Crystal Fincher: [00:08:28] Bring it on.

Heather Weiner: [00:08:29] Yeah. Bring it on. You tell people who are still struggling. You tell people who are still unemployed. You tell people who don't have childcare, whose children are being set back by the last year of not getting education, that you don't want to tax 8,000 super rich people in the State of Washington.

Crystal Fincher: [00:08:49] Yeah. I think conservatives are - we saw it in last year's elections, I think, where for years and years and years, the kind of knee-jerk reaction to any revenue is - Taxes, taxes are bad. Say taxes, and it's scary, and people are going to run in the other direction. And that actually worked, but it worked too well for too long. And taxes actually fund things that collectively we need and have decided are valuable and necessary and beneficial to our entire society. And we robbed cities and states and localities of tax revenue for so long and created a situation where income is so unequal that we are seeing the effects of that and people have put together that, "Hey, this is actually what happens when not everyone is paying their fair share." When we ask people at the bottom to shoulder the burden for everyone, and then the work and all of the benefits just skyrocket to the people at the top and leave everyone else behind. People are not in the mood for it anymore. Public polling shows that's the case. Last year's elections show that that is the case. People are no longer afraid of the word tax.

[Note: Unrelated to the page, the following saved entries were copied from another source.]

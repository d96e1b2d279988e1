//! roster-core — deterministic shift scheduling for the agency desk.
//!
//! The generator assigns agents to CALL/CRM half-day tasks per calendar
//! day across a date range, driven by tier rules, day-of-week rules,
//! and policy-injected special assignments. Generation is a pure
//! function; persistence is a single clear-and-rewrite transaction
//! against the SQLite store.

pub mod agent;
pub mod entry;
pub mod error;
pub mod policy;
pub mod scheduler;
pub mod store;
pub mod types;
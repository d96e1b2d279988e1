//! Schedule entries — one agent's assignment for one calendar day.

use crate::error::{RosterError, RosterResult};
use crate::types::{AgentId, EntryId};
use chrono::NaiveDate;
use serde::{Deserialize, Serialize};

/// Regular agency hours.
pub const REGULAR_SHIFT: &str = "09:00-18:00";

/// Early start used by tier3 agents on Wednesdays.
pub const EARLY_SHIFT: &str = "08:00-18:00";

/// A half-day task slot.
#[derive(Debug, Clone, Copy, PartialEq, Eq, Serialize, Deserialize)]
#[serde(rename_all = "UPPERCASE")]
pub enum Task {
    Call,
    Crm,
}

impl Task {
    pub fn from_stored(value: &str) -> RosterResult<Task> {
        match value {
            "CALL" => Ok(Task::Call),
            "CRM" => Ok(Task::Crm),
            other => Err(RosterError::UnknownTask(other.to_string())),
        }
    }

    pub fn as_str(&self) -> &'static str {
        match self {
            Task::Call => "CALL",
            Task::Crm => "CRM",
        }
    }
}

#[derive(Debug, Clone, Copy, PartialEq, Eq, Serialize, Deserialize)]
pub struct DayTasks {
    pub morning: Task,
    pub afternoon: Task,
}

impl DayTasks {
    pub const fn new(morning: Task, afternoon: Task) -> Self {
        Self { morning, afternoon }
    }
}

/// One agent's assignment for one calendar day.
/// Invariant: at most one entry per (agent_id, date) per generation run.
#[derive(Debug, Clone, PartialEq, Serialize, Deserialize)]
pub struct ScheduleEntry {
    pub id: EntryId,
    pub agent_id: AgentId,
    pub date: NaiveDate,
    pub shift: String,
    pub tasks: DayTasks,
}

impl ScheduleEntry {
    /// Build a new entry with a freshly generated id.
    pub fn new(agent_id: &str, date: NaiveDate, shift: &str, tasks: DayTasks) -> Self {
        Self {
            id: uuid::Uuid::new_v4().to_string(),
            agent_id: agent_id.to_string(),
            date,
            shift: shift.to_string(),
            tasks,
        }
    }
}
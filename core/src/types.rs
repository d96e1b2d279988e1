//! Shared primitive types used across the roster crate.

/// A stable, unique identifier for an agent in the directory.
pub type AgentId = String;

/// Store-generated identifier for a schedule entry.
pub type EntryId = String;
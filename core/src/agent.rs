//! Agent directory records.
//!
//! Tier is the sole driver of scheduling eligibility and task
//! assignment. The stored tier column may hold NULL or a value written
//! by an older directory version; both decode as tier2.

use crate::types::AgentId;
use serde::{Deserialize, Serialize};

/// Scheduling tier of an agent.
#[derive(Debug, Clone, Copy, PartialEq, Eq, Hash, Serialize, Deserialize)]
#[serde(rename_all = "lowercase")]
pub enum Tier {
    Tier1,
    Tier2,
    Tier3,
    /// Compliance agents are never scheduled automatically.
    Compliance,
}

impl Tier {
    /// Decode a stored tier value. Unknown or missing values fall back
    /// to tier2 — the documented directory default, never an error.
    pub fn from_stored(value: Option<&str>) -> Tier {
        match value {
            Some("tier1") => Tier::Tier1,
            Some("tier3") => Tier::Tier3,
            Some("compliance") => Tier::Compliance,
            _ => Tier::Tier2,
        }
    }

    pub fn as_str(&self) -> &'static str {
        match self {
            Tier::Tier1 => "tier1",
            Tier::Tier2 => "tier2",
            Tier::Tier3 => "tier3",
            Tier::Compliance => "compliance",
        }
    }
}

#[derive(Debug, Clone, Copy, PartialEq, Eq, Serialize, Deserialize)]
#[serde(rename_all = "lowercase")]
pub enum Role {
    Admin,
    User,
}

impl Role {
    pub fn from_stored(value: &str) -> Role {
        match value {
            "admin" => Role::Admin,
            _ => Role::User,
        }
    }

    pub fn as_str(&self) -> &'static str {
        match self {
            Role::Admin => "admin",
            Role::User => "user",
        }
    }
}

#[derive(Debug, Clone, Serialize, Deserialize)]
pub struct Agent {
    pub id: AgentId,
    pub name: String,
    pub tier: Tier,
    pub role: Role,
}

impl Agent {
    pub fn new(id: impl Into<AgentId>, name: impl Into<String>, tier: Tier, role: Role) -> Self {
        Self {
            id: id.into(),
            name: name.into(),
            tier,
            role,
        }
    }
}
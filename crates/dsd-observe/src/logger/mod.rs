mod config;
mod error;
mod format;
mod level;
mod log;

pub use config::LoggerConfig;
pub use error::LoggerError;
pub use format::LoggerFormat;
pub use level::LoggerLevel;

/// Install the global `tracing` subscriber described by `cfg`.
///
/// Can succeed only once per process; later calls return [`LoggerError::AlreadyInitialized`].
pub fn init_logger(cfg: &LoggerConfig) -> Result<(), LoggerError> {
    log::install(cfg)
}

That's an old, tired boogeyman that does not play anymore. So -

Heather Weiner: [00:10:04] No, and in fact, nationally, when now we are talking about Biden administration investing billions and billions of dollars into infrastructure, roads, broadband, repairing our bridges, trains, buses, transit, everything. People really support it. And then the support increases when you tell them the money is coming from big corporations and the super rich. So I think when it comes to childcare and early learning, I think that you say you want to cut funding for people to get childcare because you don't want to tax these 8,000 people? Bring it on. All right. So that's just one hot thing that's moving right now, Crystal. What else do you want to talk about?

Crystal Fincher: [00:10:44] One hot thing. Well, look, let's talk about the Seattle mayor's race. Let's talk about what's going on in the realm of spending and fundraising.

Heather Weiner: [00:10:54] Oh boy. Are you paying much attention to the Seattle mayor's race or you've got other things going on in your life?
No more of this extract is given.